Red Sox ace Chris Sale returns, which could help clear up an injury-riddled AL Cy Young race


One of the more intriguing individual award races this season is the American League Cy Young, and it’s mostly due to ill-timed injuries. 

Red Sox ace Chris Sale was the front-runner and it was a good story, given his history. For each of the past six seasons, Sale has gotten Cy Young votes, finishing second, third, fourth, fifth (twice) and sixth. 

Through 23 starts, Sale is 12-4 with a 1.97 ERA, 0.85 WHIP and 219 strikeouts against 33 walks in 146 innings. He leads his league in ERA, WHIP, FIP, hit rate, strikeout rate and more. He has been the best pitcher in the AL this season. And now comes that dreaded word. 

But …

Note the innings. 

Sale has been on the disabled list for weeks. He’s set to be activated and make a start Tuesday night and be eased back in to the rotation. It’s a definite storyline here with a few weeks left in the season. 

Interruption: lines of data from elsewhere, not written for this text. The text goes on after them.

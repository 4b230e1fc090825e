#![no_main]

use libfuzzer_sys::fuzz_target;
use provable_state::{
    constant::{TRANSACTIONS_HASH_PREFIX, TRANSITIONS_HASH_PREFIX},
    field::{hash_fields, FieldElement},
    pipeline::{BlockPipeline, StateTransitionPipeline},
    prover::{
        backend::{MockBackend, ProofBackend, BLOCK_CIRCUIT, RUNTIME_CIRCUIT},
        block::{BlockPublicValues, RuntimeProofOutput},
        state_transition::StateTransitionPublicValues,
    },
    reduce_transitions,
    transition::state_path,
    CachedStore, HashList, MemStore, MerkleTree, NodeUpdates, ProvableTransition, StateOption,
    StateTransition, TransitionReductionList,
};
use rand::rngs::StdRng;
use rand::{Rng, SeedableRng};
use std::collections::BTreeMap;

/// A state access performed by a transaction.
///
/// Operations reference keys via indices into a small key space, so the
/// fuzzer exercises repeated accesses to the same keys inside a transaction.
#[derive(Debug, Clone)]
pub enum Operation {
    /// Writes a value to the key at the given index.
    ///
    /// Values are drawn from a tiny range so that writes frequently restore a
    /// key's previous value.
    Write(u16, u64),

    /// Reads the key at the given index.
    Read(u16),
}

/// A transaction and the verdict the application reports for it.
#[derive(Debug, Clone)]
pub struct Transaction {
    pub operations: Vec<Operation>,
    /// Failed transactions are included in the block but their writes are
    /// discarded.
    pub status: bool,
}

/// Simulates a block of transactions proven by the sequencer.
#[derive(Debug, Clone)]
pub struct Block {
    pub transactions: Vec<Transaction>,
}

const NAMESPACE: &str = "provable-state fuzz";

fuzz_target!(|data: &[u8]| {
    if data.len() < 64 {
        return;
    }

    let seed: u64 = u64::from_le_bytes(data[0..8].try_into().unwrap());
    let blocks = generate_blocks(seed, &data[8..]);
    e2e_test(&blocks);
});

/// Reads an environment variable and parses it, falling back to default if missing or invalid.
fn env<T: std::str::FromStr>(key: &str, default: T) -> T {
    std::env::var(key)
        .ok()
        .and_then(|v| v.parse().ok())
        .unwrap_or(default)
}

/// Generates a sequence of test blocks from fuzzer input data.
///
/// Each byte becomes one operation: values below 150 are writes, the rest are
/// reads. The input is divided into blocks, and each block into transactions.
/// Key indices, written values and transaction verdicts come from `seed`.
fn generate_blocks(seed: u64, data: &[u8]) -> Vec<Block> {
    let bytes_per_block = data.len().div_ceil(env("RANDOM_BLOCKS", 3usize).max(1));
    let bytes_per_tx = bytes_per_block.div_ceil(env("RANDOM_TRANSACTIONS", 4usize).max(1));
    let failure_rate = env("RANDOM_FAILURE_RATE", 0.2);
    let key_space: u16 = env("RANDOM_KEY_SPACE", 64).max(1);
    let mut rng = StdRng::seed_from_u64(seed);

    data.chunks(bytes_per_block)
        .map(|chunk| Block {
            transactions: chunk
                .chunks(bytes_per_tx)
                .map(|tx_bytes| Transaction {
                    operations: tx_bytes
                        .iter()
                        .map(|op| {
                            let key = rng.gen_range(0..key_space);
                            if *op < 150 {
                                Operation::Write(key, rng.gen_range(0..4))
                            } else {
                                Operation::Read(key)
                            }
                        })
                        .collect(),
                    status: !rng.gen_bool(failure_rate),
                })
                .collect(),
        })
        .collect()
}

fn key_path(index: u16) -> FieldElement {
    state_path(NAMESPACE, &u64::from(index))
}

/// Executes `operations` against `state`, returning the emitted transitions
/// and the writes to apply if the transaction succeeds.
fn execute(
    state: &BTreeMap<FieldElement, u64>,
    operations: &[Operation],
) -> (Vec<ProvableTransition>, BTreeMap<FieldElement, u64>) {
    let mut pending = BTreeMap::new();
    let transitions = operations
        .iter()
        .map(|op| {
            let (path, written) = match op {
                Operation::Write(index, value) => (key_path(*index), Some(*value)),
                Operation::Read(index) => (key_path(*index), None),
            };
            let current = pending.get(&path).or_else(|| state.get(&path)).copied();
            if let Some(value) = written {
                pending.insert(path, value);
            }
            StateTransition::from_to(path, current, written).to_provable()
        })
        .collect();
    (transitions, pending)
}

/// End-to-end test of the proving pipeline.
///
/// **Application:**
/// - Executes each transaction against the reference oracle
/// - Commits to its transitions with a reducing list and attests the commitment,
///   the verdict and a transaction hash in a runtime proof
///
/// **Sequencer:**
/// - Reduces the transitions and proves them on a per-transaction overlay
/// - Keeps the overlay only for successful transactions
/// - Proves the block and checks its public values against the overlay and the
///   transaction commitment before persisting
///
/// **Correctness Validation:**
/// - **State consistency**: every leaf matches the oracle and has a valid
///   membership witness against the final root
/// - **Reversibility**: inverting all persisted node updates restores the
///   initial root
///
/// # Panics
/// Panics if any consistency check fails.
fn e2e_test(blocks: &[Block]) {
    let backend = MockBackend::new();
    let st_pipeline = StateTransitionPipeline::new(&backend)
        .with_min_par_batch_size(env("RANDOM_MIN_PAR_BATCH_SIZE", 1));
    let block_pipeline = BlockPipeline::new(&backend)
        .with_min_par_batch_size(env("RANDOM_MIN_PAR_BATCH_SIZE", 1));

    let db = MemStore::new();
    let initial_root = MerkleTree::new(&db).root().expect("Failed to get initial root");
    let mut ref_state: BTreeMap<FieldElement, u64> = BTreeMap::new();
    let mut persisted = NodeUpdates::default();

    for (block_number, block) in blocks.iter().enumerate() {
        let mut block_overlay = CachedStore::new(&db);
        let block_input = BlockPublicValues::fresh(
            MerkleTree::new(&block_overlay)
                .root()
                .expect("Failed to get block root"),
        );
        let mut proofs = Vec::with_capacity(block.transactions.len());
        let mut transaction_hashes = HashList::new(TRANSACTIONS_HASH_PREFIX);

        for (tx_number, tx) in block.transactions.iter().enumerate() {
            let (transitions, writes) = execute(&ref_state, &tx.operations);

            // Application: commit while reducing
            let mut app_log = TransitionReductionList::new();
            for transition in &transitions {
                app_log
                    .push(*transition)
                    .expect("Application rejected its own transitions");
            }

            // Sequencer: reduce, then prove against a private overlay
            let reduced = reduce_transitions(&transitions).expect("Failed to reduce transitions");
            let mut expected_hash = HashList::new(TRANSITIONS_HASH_PREFIX);
            reduced.iter().for_each(|t| expected_hash.push(*t));
            assert_eq!(
                expected_hash.commitment(),
                app_log.commitment(),
                "Reduced commitment mismatch"
            );

            let mut tree = MerkleTree::new(CachedStore::new(&mut block_overlay));
            let st_input =
                StateTransitionPublicValues::fresh(tree.root().expect("Failed to get tx root"));
            let st_proof = st_pipeline
                .trace_and_prove(&mut tree, st_input, &reduced)
                .expect("Failed to prove transitions");
            assert_eq!(st_proof.public_output.transitions_hash, app_log.commitment());

            let transaction_hash = hash_fields(&[
                FieldElement::from(block_number as u64),
                FieldElement::from(tx_number as u64),
            ]);
            let runtime_proof = backend
                .prove(
                    RUNTIME_CIRCUIT,
                    (),
                    RuntimeProofOutput {
                        transitions_hash: app_log.commitment(),
                        status: tx.status,
                        transaction_hash,
                    },
                )
                .expect("Failed to attest runtime output");
            transaction_hashes.push(transaction_hash);

            let mut tx_overlay = tree.into_store();
            if tx.status {
                tx_overlay.commit().expect("Failed to commit transaction");
                ref_state.extend(writes);
            } else {
                tx_overlay.discard();
            }
            proofs.push((st_proof, runtime_proof));
        }

        if proofs.is_empty() {
            continue;
        }

        let block_proof = block_pipeline
            .prove(block_input, &proofs)
            .expect("Failed to prove block");
        assert!(backend.verify(&block_proof, BLOCK_CIRCUIT), "Block proof rejected");
        assert_eq!(
            block_proof.public_output.state_root,
            MerkleTree::new(&block_overlay)
                .root()
                .expect("Failed to get block root"),
            "Block root mismatch"
        );
        assert_eq!(
            block_proof.public_output.transactions_hash,
            transaction_hashes.commitment(),
            "Transactions commitment mismatch"
        );

        // Persist only after the block proof is accepted
        persisted.merge(block_overlay.commit().expect("Failed to persist block"));
    }

    // Verify every key the oracle knows against the accumulator
    let tree = MerkleTree::new(&db);
    let root = tree.root().expect("Failed to get final root");
    for (path, value) in &ref_state {
        let expected = StateOption::some(*value).tree_value();
        assert_eq!(
            tree.leaf(path).expect("Failed to read leaf"),
            expected,
            "Leaf mismatch at {path}"
        );
        let witness = tree.witness(path).expect("Failed to build witness");
        assert!(
            witness.check_membership(&root, path, expected),
            "Membership witness rejected at {path}"
        );
    }

    // Revert everything persisted and compare against the initial root
    db.update_nodes(persisted.inverse())
        .expect("Failed to revert persisted updates");
    assert_eq!(
        MerkleTree::new(&db).root().expect("Failed to get reverted root"),
        initial_root,
        "State root mismatch after reversion"
    );
}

Interestingly enough, another would-be Cy Young candidate in the AL is also hurt: Trevor Bauer

Bauer is 12-6 with a 2.22 ERA, 1.09 WHIP and 214 strikeouts in 166 innings. He trails only Sale and Rays ace Blake Snell in WAR ( version) among AL pitchers. He also has a stress fracture and hasn’t pitched since Aug. 11. 

Speaking of Snell, he also missed time with an injury. It’s pretty remarkable, actually. The arguable top three AL pitchers this season have all been injured and it clouds the AL Cy Young picture. Check out the innings pitched among top candidates: 

  1. Justin Verlander, 195
    Corey Kluber, 195
  2. Gerrit Cole, 182 1/3
  3. Bauer, 166
  4. Snell, 157
  5. Sale, 146

We probably have to throw in closers Edwin Diaz and Blake Treinen, but that’s a different animal. Just in terms of the starters, the gap in innings pitched from the top three to the with much better run prevention presents quite the conundrum among voters. Take a look at ERA now: 

  1. Sale, 1.97
  2. Snell, 2.06
  3. Bauer, 2.22
  4. Verlander, 2.72
  5. Cole, 2.86
  6. Kluber, 2.91

Again, it’s a big gap, but in the opposite direction. 

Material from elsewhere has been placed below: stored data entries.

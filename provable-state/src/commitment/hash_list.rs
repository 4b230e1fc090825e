//! The plain fold-hash commitment list.
use crate::field::{hash_with_prefix, select, FieldElement, ToFields};
use ark_ff::Zero;

/// Running commitment over an ordered sequence of values.
///
/// Values appended through [`push_if`](HashList::push_if) with a false
/// condition leave both the commitment and the audit list untouched.
#[derive(Clone, Debug, PartialEq, Eq)]
pub struct HashList<T> {
    /// Domain-separation prefix of every hash in the fold.
    prefix: &'static str,
    commitment: FieldElement,
    /// Values appended through this handle. Not part of any proof.
    values: Vec<T>,
}

impl<T: ToFields> HashList<T> {
    /// An empty list, starting from commitment zero.
    pub fn new(prefix: &'static str) -> Self {
        Self::with_commitment(prefix, FieldElement::zero())
    }

    /// Resumes a list from a commitment produced elsewhere.
    ///
    /// The values behind `commitment` are unknown to the new handle, so the
    /// audit list only covers appends made from here on.
    pub fn with_commitment(prefix: &'static str, commitment: FieldElement) -> Self {
        Self {
            prefix,
            commitment,
            values: Vec::new(),
        }
    }

    /// Commitment of the list extended by `value`.
    pub fn next_commitment(&self, value: &T) -> FieldElement {
        extend(self.prefix, self.commitment, value)
    }

    /// Appends `value`.
    pub fn push(&mut self, value: T) {
        self.commitment = self.next_commitment(&value);
        self.values.push(value);
    }

    /// Appends `value` only when `condition` holds.
    ///
    /// The extended commitment is computed either way and then selected.
    pub fn push_if(&mut self, value: T, condition: bool) {
        let next = self.next_commitment(&value);
        self.commitment = select(condition, next, self.commitment);
        if condition {
            self.values.push(value);
        }
    }

    /// Current commitment.
    pub fn commitment(&self) -> FieldElement {
        self.commitment
    }

    /// Domain-separation prefix of the list.
    pub fn prefix(&self) -> &'static str {
        self.prefix
    }

    /// Values appended through this handle, in order.
    pub fn values(&self) -> &[T] {
        &self.values
    }

    /// Consumes the list, returning its audit values.
    pub fn into_values(self) -> Vec<T> {
        self.values
    }

    pub(crate) fn values_mut(&mut self) -> &mut Vec<T> {
        &mut self.values
    }

    pub(crate) fn set_commitment(&mut self, commitment: FieldElement) {
        self.commitment = commitment;
    }
}

/// One fold step: `H_p(commitment, value)`.
pub(crate) fn extend<T: ToFields>(
    prefix: &str,
    commitment: FieldElement,
    value: &T,
) -> FieldElement {
    let mut fields = vec![commitment];
    fields.extend(value.to_fields());
    hash_with_prefix(prefix, &fields)
}

/// Commitment of `values` folded from `start`.
pub fn fold_commitment<'a, T, I>(prefix: &str, start: FieldElement, values: I) -> FieldElement
where
    T: ToFields + 'a,
    I: IntoIterator<Item = &'a T>,
{
    values
        .into_iter()
        .fold(start, |commitment, value| extend(prefix, commitment, value))
}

With Sale returning Tuesday night, it’s entirely possible he’ll make this an easy vote. Still, his workload is relevant. The Red Sox have run away with the AL and are going to be the top seed. They need him at full strength for the ALDS and won’t push him at all until that time comes. In perusing the winners of the AL Cy Young, the winner in recent years has generally been well over 200 innings. It’s usually 220+. In fact, in a non-strike season, the last time an AL Cy Young winner pitched fewer than 200 innings was 1992 and that was when Dennis Eckersley (closer) won. 

On that front, get this: There has never been an AL Cy Young winner who was a starting pitcher with fewer than 200 innings pitched. 

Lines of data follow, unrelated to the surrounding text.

//! Orchestration of leaf proofs and balanced merges.
//!
//! Proving a range of transitions happens in three phases:
//! 1. **Trace**: batches are applied in order to a private accumulator overlay,
//!    recording each batch's public input and the witnesses it consumes.
//! 2. **Leaf proofs**: every batch is proven independently, in parallel.
//! 3. **Merge**: adjacent proofs are merged pairwise in a balanced tree whose
//!    depth is logarithmic in the number of leaves.
//!
//! Block proving follows the same shape with one leaf per transaction. A task
//! that fails is reported with its position and never retried.
//!
//! The overlay traced on should only be committed into the shared store once
//! the merged proof has been accepted.
use crate::{
    commitment::HashList,
    constant::{DEFAULT_MIN_PAR_BATCH_SIZE, TRANSITIONS_HASH_PREFIX},
    merkle::{tree::MerkleTree, witness::WitnessQueue},
    prover::{
        backend::ProofBackend,
        block::{BlockProof, BlockProver, BlockProverState, BlockPublicInput, RuntimeProof},
        state_transition::{
            StateTransitionProof, StateTransitionProver, StateTransitionPublicInput,
        },
        ProverError,
    },
    traits::NodeWriter,
    transition::{ProvableTransition, TransitionBatch},
};
use rayon::prelude::*;
use std::fmt;
use thiserror::Error;
use tracing::{debug, error};

/// Stage of the pipeline a task belongs to.
#[derive(Clone, Copy, Debug, PartialEq, Eq)]
pub enum TaskKind {
    /// Sequential tracing or dry-run of a leaf.
    Trace,
    /// Leaf proof.
    Leaf,
    /// Merge of two adjacent proofs.
    Merge,
}

impl fmt::Display for TaskKind {
    fn fmt(&self, f: &mut fmt::Formatter<'_>) -> fmt::Result {
        match self {
            Self::Trace => write!(f, "trace"),
            Self::Leaf => write!(f, "leaf"),
            Self::Merge => write!(f, "merge"),
        }
    }
}

/// A failed pipeline task.
///
/// `index` is the position of the leaf (batch or transaction) the task covers;
/// for merges, the first leaf of the merged range.
#[derive(Error, Debug, Clone, PartialEq, Eq)]
#[error("{kind} task at index {index} failed: {source}")]
pub struct TaskError {
    pub kind: TaskKind,
    pub index: usize,
    #[source]
    pub source: ProverError,
}

impl TaskError {
    fn new(kind: TaskKind, index: usize, source: ProverError) -> Self {
        error!(%kind, index, %source, "proving task failed");
        Self {
            kind,
            index,
            source,
        }
    }
}

/// Everything needed to prove one batch without touching the accumulator.
#[derive(Clone, Debug, PartialEq, Eq)]
pub struct BatchTrace {
    /// Public input of the batch proof.
    pub input: StateTransitionPublicInput,
    /// The batch.
    pub batch: TransitionBatch,
    /// Witnesses in the order the prover requests them.
    pub witnesses: WitnessQueue,
}

/// Applies `batches` to `tree` in order, recording what each batch proof needs.
///
/// The tree is usually backed by a [`CachedStore`](crate::merkle::CachedStore)
/// overlay so the writes can be dropped if proving fails.
pub fn trace_batches<S: NodeWriter>(
    tree: &mut MerkleTree<S>,
    input: StateTransitionPublicInput,
    batches: Vec<TransitionBatch>,
) -> Result<Vec<BatchTrace>, TaskError> {
    let mut transitions =
        HashList::with_commitment(TRANSITIONS_HASH_PREFIX, input.transitions_hash);
    let mut traces = Vec::with_capacity(batches.len());
    for (index, batch) in batches.into_iter().enumerate() {
        let store_error = |e: S::Error| {
            let source = ProverError::WitnessUnavailable(format!("{e:?}"));
            TaskError::new(TaskKind::Trace, index, source)
        };

        let input = StateTransitionPublicInput {
            transitions_hash: transitions.commitment(),
            state_root: tree.root().map_err(store_error)?,
        };
        let witnesses = tree.trace_batch(&batch).map_err(store_error)?;
        for transition in batch.transitions() {
            transitions.push_if(*transition, !transition.is_dummy());
        }
        traces.push(BatchTrace {
            input,
            batch,
            witnesses,
        });
    }
    debug!(batches = traces.len(), "traced transition batches");
    Ok(traces)
}

/// Merges `proofs` pairwise in a balanced binary tree.
///
/// `offset` is the leaf index of `proofs[0]`, used to report failures.
fn merge_balanced<P, F>(mut proofs: Vec<P>, offset: usize, merge: &F) -> Result<P, TaskError>
where
    P: Send,
    F: Fn(&P, &P) -> Result<P, ProverError> + Sync,
{
    match proofs.len() {
        0 => Err(TaskError::new(TaskKind::Merge, offset, ProverError::NothingToProve)),
        1 => Ok(proofs.remove(0)),
        len => {
            let right = proofs.split_off(len / 2);
            let (left, right) = rayon::join(
                || merge_balanced(proofs, offset, merge),
                || merge_balanced(right, offset + len / 2, merge),
            );
            let (left, right) = (left?, right?);
            merge(&left, &right).map_err(|e| TaskError::new(TaskKind::Merge, offset, e))
        }
    }
}

/// Proves traced batches in parallel and merges them into one proof.
#[derive(Debug)]
pub struct StateTransitionPipeline<'a, B> {
    prover: StateTransitionProver<'a, B>,
    /// Minimum number of leaf tasks per rayon job.
    min_par_batch_size: usize,
}

impl<'a, B: ProofBackend> StateTransitionPipeline<'a, B> {
    /// Creates a pipeline attesting through `backend`.
    pub fn new(backend: &'a B) -> Self {
        Self {
            prover: StateTransitionProver::new(backend),
            min_par_batch_size: DEFAULT_MIN_PAR_BATCH_SIZE,
        }
    }

    /// Configure the minimum task batch size for parallel processing.
    pub fn with_min_par_batch_size(mut self, min_task_size: usize) -> Self {
        self.min_par_batch_size = min_task_size.max(1);
        self
    }

    /// Proves every trace and merges the results.
    pub fn prove(&self, traces: Vec<BatchTrace>) -> Result<StateTransitionProof, TaskError> {
        let prover = self.prover;
        let leaves = traces
            .into_par_iter()
            .enumerate()
            .with_min_len(self.min_par_batch_size)
            .map(|(index, trace)| {
                prover
                    .prove_batch(trace.input, &trace.batch, trace.witnesses)
                    .map_err(|e| TaskError::new(TaskKind::Leaf, index, e))
            })
            .collect::<Result<Vec<_>, _>>()?;

        let merge = |first: &StateTransitionProof, second: &StateTransitionProof| {
            prover.merge(first.public_input, first, second)
        };
        let proof = merge_balanced(leaves, 0, &merge)?;
        debug!(
            root = %proof.public_output.state_root,
            "proved state transitions"
        );
        Ok(proof)
    }

    /// Splits `transitions` into batches, traces them on `tree` and proves
    /// the result. At least one (possibly padding-only) batch is proven.
    pub fn trace_and_prove<S: NodeWriter>(
        &self,
        tree: &mut MerkleTree<S>,
        input: StateTransitionPublicInput,
        transitions: &[ProvableTransition],
    ) -> Result<StateTransitionProof, TaskError> {
        let traces = trace_batches(tree, input, TransitionBatch::split(transitions))?;
        self.prove(traces)
    }
}

/// Proves the transactions of a block in parallel and merges them into one
/// block proof.
#[derive(Debug)]
pub struct BlockPipeline<'a, B> {
    prover: BlockProver<'a, B>,
    /// Minimum number of leaf tasks per rayon job.
    min_par_batch_size: usize,
}

impl<'a, B: ProofBackend> BlockPipeline<'a, B> {
    /// Creates a pipeline attesting through `backend`.
    pub fn new(backend: &'a B) -> Self {
        Self {
            prover: BlockProver::new(backend),
            min_par_batch_size: DEFAULT_MIN_PAR_BATCH_SIZE,
        }
    }

    /// Configure the minimum task batch size for parallel processing.
    pub fn with_min_par_batch_size(mut self, min_task_size: usize) -> Self {
        self.min_par_batch_size = min_task_size.max(1);
        self
    }

    /// Proves the block made of `transactions`, starting at `input`.
    ///
    /// A sequential dry-run first fixes the block input of every transaction;
    /// the leaf proofs then run in parallel.
    pub fn prove(
        &self,
        input: BlockPublicInput,
        transactions: &[(StateTransitionProof, RuntimeProof)],
    ) -> Result<BlockProof, TaskError> {
        let prover = self.prover;
        let mut state = BlockProverState::new(input);
        let mut inputs = Vec::with_capacity(transactions.len());
        for (index, (st_proof, runtime_proof)) in transactions.iter().enumerate() {
            inputs.push(state.public_values());
            prover
                .apply_transaction(&mut state, st_proof, runtime_proof)
                .map_err(|e| TaskError::new(TaskKind::Trace, index, e))?;
        }

        let leaves = transactions
            .par_iter()
            .zip(inputs)
            .enumerate()
            .with_min_len(self.min_par_batch_size)
            .map(|(index, ((st_proof, runtime_proof), input))| {
                prover
                    .prove_transaction(input, st_proof, runtime_proof)
                    .map_err(|e| TaskError::new(TaskKind::Leaf, index, e))
            })
            .collect::<Result<Vec<_>, _>>()?;

        let merge = |first: &BlockProof, second: &BlockProof| {
            prover.merge(first.public_input, first, second)
        };
        let proof = merge_balanced(leaves, 0, &merge)?;
        debug!(
            transactions = transactions.len(),
            root = %proof.public_output.state_root,
            "proved block"
        );
        Ok(proof)
    }
}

Sale won’t come close, nor will Bauer or Snell. 

The lowest total of innings ever for an AL Cy Young winner who was a starter came last season, with Corey Kluber’s 203 2/3. 

Will it go down again with Sale, Snell or (doubtful) Bauer? Or will the voters go with a workload guy like Verlander or Kluber? 

Sale’s start Tuesday will give us a bit of a glimpse. He and Snell will then have several starts remaining. 

Overall, it’s pretty fascinating to watch this race unfold regarding the workload vs. run prevention. My hunch is that Sale will finally win, but in doing so, he’s going to make history in having such an underwhelming number of innings pitched.